### [Goal of the exercise]
If "nodes" shows up in a line of the material, return that line.

### [Data provided]
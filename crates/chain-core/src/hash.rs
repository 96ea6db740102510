//! SHA256 double-hashing primitives.
//!
//! Every digest in the crate (transaction ids, Merkle nodes, header hashes)
//! goes through [`double_sha256`] or [`hash_concat`].

use sha2::{Digest, Sha256};

/// A 32-byte digest in internal byte order.
pub type Hash256 = [u8; 32];

/// The all-zero digest. Root of an empty Merkle tree.
pub const ZERO_HASH: Hash256 = [0u8; 32];

/// Double SHA256: SHA256(SHA256(data)).
#[inline]
pub fn double_sha256(data: &[u8]) -> Hash256 {
    let first = Sha256::digest(data);
    let second = Sha256::digest(first);
    let mut result = [0u8; 32];
    result.copy_from_slice(&second);
    result
}

/// Double SHA256 of an input that may be absent.
///
/// An absent input hashes to [`ZERO_HASH`]; an empty slice does not.
pub fn double_sha256_optional(data: Option<&[u8]>) -> Hash256 {
    match data {
        Some(bytes) => double_sha256(bytes),
        None => ZERO_HASH,
    }
}

/// Hash two nodes together: `double_sha256(left || right)`.
#[inline]
pub fn hash_concat(left: &Hash256, right: &Hash256) -> Hash256 {
    let mut combined = [0u8; 64];
    combined[..32].copy_from_slice(left);
    combined[32..].copy_from_slice(right);
    double_sha256(&combined)
}

/// Single SHA256 hash.
#[inline]
pub fn sha256(data: &[u8]) -> Hash256 {
    let hash = Sha256::digest(data);
    let mut result = [0u8; 32];
    result.copy_from_slice(&hash);
    result
}

/// Reverse the byte order of a 32-byte array.
#[inline]
pub fn reverse_bytes(bytes: &Hash256) -> Hash256 {
    let mut reversed = *bytes;
    reversed.reverse();
    reversed
}

/// Render a hash the way block explorers do (reversed hex).
pub fn to_display_hex(hash: &Hash256) -> String {
    hex::encode(reverse_bytes(hash))
}

/// Parse a reversed-hex (display order) hash back into internal order.
pub fn from_display_hex(s: &str) -> Option<Hash256> {
    let bytes = hex::decode(s).ok()?;
    let hash: Hash256 = bytes.try_into().ok()?;
    Some(reverse_bytes(&hash))
}

#[cfg(test)]
mod tests {
    use super::*;

    #[test]
    fn test_double_sha256() {
        let hash = double_sha256(b"hello");

        let expected = hex::decode(
            "9595c9df90075148eb06860365df33584b75bff782a510c6cd4883a419833d50"
        ).unwrap();

        assert_eq!(hash.as_slice(), expected.as_slice());
    }

    #[test]
    fn test_double_sha256_is_pure() {
        assert_eq!(double_sha256(b"block"), double_sha256(b"block"));
        assert_ne!(double_sha256(b"block"), double_sha256(b"blocK"));
    }

    #[test]
    fn test_double_sha256_of_empty_input() {
        // SHA256d("") is not the zero hash
        let expected = hex::decode(
            "5df6e0e2761359d30a8275058e299fcc0381534545f55cf43e41983f5d4c9456"
        ).unwrap();
        assert_eq!(double_sha256(&[]).as_slice(), expected.as_slice());
        assert_eq!(double_sha256_optional(Some(&[])).as_slice(), expected.as_slice());
        assert_eq!(double_sha256_optional(None), ZERO_HASH);
    }

    #[test]
    fn test_hash_concat_order() {
        let a = [0x11u8; 32];
        let b = [0x22u8; 32];

        let mut combined = Vec::with_capacity(64);
        combined.extend_from_slice(&a);
        combined.extend_from_slice(&b);

        assert_eq!(hash_concat(&a, &b), double_sha256(&combined));
        assert_ne!(hash_concat(&a, &b), hash_concat(&b, &a));
    }

    #[test]
    fn test_sha256() {
        let expected = hex::decode(
            "2cf24dba5fb0a30e26e83b2ac5b9e29e1b161e5c1fa7425e73043362938b9824"
        ).unwrap();
        assert_eq!(sha256(b"hello").as_slice(), expected.as_slice());
    }

    #[test]
    fn test_display_hex_roundtrip() {
        let mut hash = [0u8; 32];
        hash[0] = 0x01;
        hash[31] = 0xff;

        let display = to_display_hex(&hash);
        assert!(display.starts_with("ff"));
        assert!(display.ends_with("01"));
        assert_eq!(from_display_hex(&display), Some(hash));

        assert_eq!(from_display_hex("abcd"), None);
        assert_eq!(from_display_hex("zz"), None);
    }
}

### [Result of the exercise]
//! Every digest in the crate (transaction ids, Merkle nodes, header hashes)
/// Hash two nodes together: `double_sha256(left || right)`.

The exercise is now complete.